No! I had promised
myself art time every day if at all, at all possible. I couldn’t find my
sketchbook, so I grabbed a scrappy piece of printer paper and sketched
snowdrops from some Victorian botanical art.
Then I played around with colors inside lily shapes for a few minutes.
It was a pleasant, peaceful exercise—I love the sound and feel of colored
pencils on paper.
I hadn’t made anything exciting, but I was sleepy, so I went
to bed. As I pulled up my blanket, a wave
of satisfaction unexpectedly washed through me.
It was my making something feeling--not the tenuous thrill of finishing
something I like, mixed with
disappointment that it’s not as good as I hoped, but the simple, grounded
happiness that (for me) comes from applying pencil to paper.
There should be a recommended daily allowance for that kind
of happiness.
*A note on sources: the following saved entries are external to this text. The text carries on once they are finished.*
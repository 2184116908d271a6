use serde::{Deserialize, Serialize};

/// What the client knows about the show file the server has open.
#[derive(Debug, Clone, Default, PartialEq, Eq, Serialize, Deserialize)]
pub struct ShowState {
    pub name: Option<String>,
    /// Saves of the current show.
    pub saves: Vec<String>,
    /// Shows in the server's library.
    pub shows: Vec<String>,
    pub last_error: Option<String>,
    pub saved_at_least_once: bool,
    /// Bumped on every saves listing, even an unchanged one.
    #[serde(skip)]
    pub saves_version: u64,
    /// Bumped on every library listing.
    #[serde(skip)]
    pub shows_version: u64,
    /// Shows loaded or started since the client connected.
    #[serde(skip)]
    pub loads: u64,
}
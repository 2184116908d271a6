// showctl-api: websocket transport for show-control console clients

pub mod error;
pub mod websocket;

pub use error::Error;
pub use websocket::{ReconnectConfig, TransportEvent, WebSocketHandle};
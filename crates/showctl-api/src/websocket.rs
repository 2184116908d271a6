//! Console socket with auto-reconnect.
//!
//! Connects to the show server's websocket endpoint and turns the raw
//! socket lifecycle into an ordered stream of [`TransportEvent`]s. Text
//! frames queued on the handle are written to whichever connection is
//! current. Reconnection uses exponential backoff + jitter.
//!
//! # Example
//!
//! ```rust,ignore
//! use showctl_api::websocket::{ReconnectConfig, TransportEvent, WebSocketHandle};
//! use tokio_util::sync::CancellationToken;
//! use url::Url;
//!
//! let url = Url::parse("ws://127.0.0.1:4000/ws")?;
//! let (handle, mut events) =
//!     WebSocketHandle::connect(url, ReconnectConfig::default(), CancellationToken::new())?;
//!
//! while let Some(event) = events.recv().await {
//!     if event == TransportEvent::Opened {
//!         handle.send(r#"{"filter":"Exclusive","command":{"Clock":"State"}}"#.into())?;
//!     }
//! }
//! ```

use std::time::Duration;

use futures_util::{SinkExt, StreamExt};
use tokio::net::TcpStream;
use tokio::sync::mpsc;
use tokio_tungstenite::tungstenite::Message;
use tokio_tungstenite::{MaybeTlsStream, WebSocketStream};
use tokio_util::sync::CancellationToken;
use url::Url;

use crate::error::Error;

// ── Channel capacity ─────────────────────────────────────────────────

const EVENT_CHANNEL_CAPACITY: usize = 1024;

type Socket = WebSocketStream<MaybeTlsStream<TcpStream>>;

// ── TransportEvent ───────────────────────────────────────────────────

/// Lifecycle and payload events surfaced by the transport.
///
/// Events arrive in socket order. Every `Opened` is eventually followed
/// by a `Closed` before the next `Opened`.
#[derive(Debug, Clone, PartialEq, Eq)]
pub enum TransportEvent {
    /// A connection was established.
    Opened,
    /// A text frame arrived.
    Message(String),
    /// The current connection ended.
    Closed { reason: Option<String> },
    /// A queued frame could not be written.
    SendFailed { reason: String },
}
About a year ago I realized that when I don’t do art for awhile, my
inner light goes dim. I had been determined to get my house in order no matter
what, and for a couple months or so I had a clean house and no laundry backlog
by giving it my undivided attention. I felt I had no time for art. It was fun to move around my house without
kicking stuff out of the way, and sheer delight to get to church on time
because we weren’t sorting chaos to get ready, but I noticed in myself dullness,
a listlessness. I thought maybe I was getting down because I was addicted to
mess stress. But one day I did some art
(not having connected artlessness to the creeping depression) and unexpectedly zest
for life returned.
I wonder how many people are sad because they are not exercising
some vital element of their beings, and they are unaware that this is so. Think
about it. What would you love to do if only you had time? Would doing it give
you more energy to get other stuff done and actually save you time? My house did get messy again, which crowds out art and is also depressing, so now I am learning how to keep a fairly ordered home without being obsessive and self-destructive about it.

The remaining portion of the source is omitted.